The eruption of furor over “fake news” is relatively recent, yet news that is less than accurate is nothing new. With respect to the words and actions of an American president, fake news dates back at least to the early 1900s. President Woodrow Wilson who held office from 1913-1921 once complained about the “fictions” he found, even in reputable newspapers like The New York Times. The difference between now and a century ago is the degree of falsehood and frequency of inaccurate reporting, much of which has been facilitated by electronic media– and promulgated through social media.
Political issues are always matters of interpretation and perspective, and media reports typically arrive in public view after having been subjected to some degree of spin. Currently, spin appears to have been supercharged, particularly within mainstream media entities that lean decidedly to the left. Hyper-spin is also found on the right, but with the exception of Fox News, right-leaning news organizations typically fall outside of the mainstream and reach far fewer people than publications like The New York Times and CNN, two once highly respected media organizations that have lost much of their once prized credibility.
President Trump has repeatedly called out The Times and CNN for publishing “fake news”. In fact, as often than not, the coverage provided by these organizations isn’t so much “fake news” as it is intentionally manipulated. A favored approach is to take a kernel of truth and process it through a cyclonic word processor, whereupon it emerges twisted almost beyond recognition. Editorial opinion is often viewed as fake or warped news. It is neither; irrespective of any disclaimer (the views expressed are not, blah, blah, blah) or lack thereof, opinion pieces and “op-eds” are, as their names imply, opinion.
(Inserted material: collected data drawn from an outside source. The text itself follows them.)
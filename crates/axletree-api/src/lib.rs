// axletree-api: Async Rust client for the Cisco Unified CM AXL SOAP API

pub mod auth;
pub mod client;
pub mod error;
pub mod operations;
mod soap;
pub mod sql;
pub mod transport;
pub mod value;

pub use auth::{Credentials, SchemaVersion};
pub use client::{AxlClient, ClientSettings};
pub use error::Error;
pub use sql::SqlRow;
pub use value::{AxlRecord, AxlValue, FkRef};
Actual news is a far different matter, as mainstream “factual” reports invariably twist to the left. Although the publication of fake news news can be a consequence of the honest application of philosophical interpretation to a statement, it more commonly tends to be a result of a pointed desire to misrepresent facts.
A prime and all too typical example of fake news is The New York Times coverage of President Trump’s February 24 address at the Conservative Political Action Conference. In spite of allegations by the left, that mainstream media reports are accurate, evidence of The Times reporting fake news is incontrovertible. In an article entitled, “Trump’s blistering Speech at CPAC Follows Bannon’s Blueprint“, The Times reporter Glenn Thrush wrote, “His speech also included a promise to throw undocumented immigrants ‘the hell out of the country’ ”. Yet, according to the White House transcript, his actual statement was, “As we speak today, immigration officers are finding the gang members, the drug dealers and the criminal aliens, and throwing them the hell out of our country.”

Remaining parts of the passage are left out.